Flexible Generation of Multi‐Aqueous Core Hydrogel Capsules Using Microfluidic Aqueous Two‐Phase System

Abstract Hydrogel capsules are widely applied in materials science, pharmaceutical science, and tissue engineering due to their tunable nature, defined core–shell architecture, and proper biocompatibility. Specially, multi‐core capsules are highly functional carriers with notable advantages for co‐encapsulation of diverse incompatible components without cross‐contamination. However, current approaches for generating such capsules are limited by using gas/oil‐water‐oil systems, leading to poor biocompatibility and functions due to the gas/oil cores. Herein, a simple and new approach is proposed for flexible fabrication of multi‐aqueous core hydrogel capsules (MACHC) using microfluidic aqueous two‐phase system (µATPS).

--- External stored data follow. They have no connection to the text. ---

//! Error types for town layout generation

use std::path::PathBuf;

use thiserror::Error;

/// Errors that can occur while configuring, generating or persisting a town
///
/// Most generation problems (short roads, missing prefabs, rays that find no
/// ground) are not errors: they are logged and the affected step is skipped.
#[derive(Debug, Error)]
pub enum TownError {
    /// Configuration validation failed
    #[error("invalid configuration: {0}")]
    InvalidConfig(String),

    /// Reading or writing a save file failed
    #[error("i/o error on {}: {source}", path.display())]
    Io {
        path: PathBuf,
        #[source]
        source: std::io::Error,
    },

    /// A save document could not be encoded or decoded
    #[cfg(feature = "serde")]
    #[error("malformed city data: {0}")]
    Serialization(#[from] serde_json::Error),

    /// A building record refers to a prefab that is not registered
    #[error("unknown building prefab: {0}")]
    UnknownPrefab(String),
}

/// Result type alias for town operations
pub type Result<T> = std::result::Result<T, TownError>;
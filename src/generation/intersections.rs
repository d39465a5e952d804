//! Pairwise road segment intersection
//!
//! Every segment of every road is pooled and tested against every other one,
//! which is O(S²) in the number of segments. That is fine for town-sized
//! inputs (tens to a few hundred segments) but dominates larger networks.

use glam::Vec3;

use crate::geometry::{flat, segment_intersection_2d};
use crate::road::Road;

/// One straight piece of a road
#[derive(Debug, Clone, Copy, PartialEq)]
pub struct RoadSegment {
    /// Index of the owning road in the input slice
    pub road: usize,
    pub start: Vec3,
    pub end: Vec3,
}

/// Flatten all roads into a single list of segments
///
/// Roads with fewer than two nodes contribute nothing.
pub fn collect_segments(roads: &[Road]) -> Vec<RoadSegment> {
    roads
        .iter()
        .enumerate()
        .flat_map(|(road, r)| {
            r.segments().map(move |(start, end)| RoadSegment { road, start, end })
        })
        .collect()
}

/// Find every crossing between pooled segments
///
/// Segments are compared in the XZ plane; the height of a crossing is the
/// mean height of the four endpoints involved. Segments that merely share an
/// endpoint report that endpoint, which later collapses into the existing
/// graph node.
pub fn find_intersections(segments: &[RoadSegment]) -> Vec<Vec3> {
    let mut points = Vec::new();

    for (i, a) in segments.iter().enumerate() {
        for b in &segments[i + 1..] {
            let Some(hit) =
                segment_intersection_2d(flat(a.start), flat(a.end), flat(b.start), flat(b.end))
            else {
                continue;
            };

            let height = (a.start.y + a.end.y + b.start.y + b.end.y) / 4.0;
            points.push(Vec3::new(hit.x, height, hit.y));
        }
    }

    points
}

/// Convenience wrapper: collect the segments of `roads` and intersect them
pub fn find_road_intersections(roads: &[Road]) -> Vec<Vec3> {
    find_intersections(&collect_segments(roads))
}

In this system, a flow‐focusing microfluidic device is designed to create a stable laminar flow with two immiscible liquids composed of polyethylene glycol and dextran, which is sheared by oil phase to further effectively produce MACHC. The volume and components of each core can be well tailored by precisely adjusting the distinct flows, while the number of cores is determined by the orifice design of microfluidic chip. The MACHC are successfully used to co‐encapsulate heterogeneous hepatic and endothelial cells, indicating good biocompatibility and multi‐functionality of the multi‐core carriers. The proposed µATPS‐based approach is stable and convenient, holding promise for generation of multi‐responsive materials, tissue engineering, and co‐delivery of diverse drugs.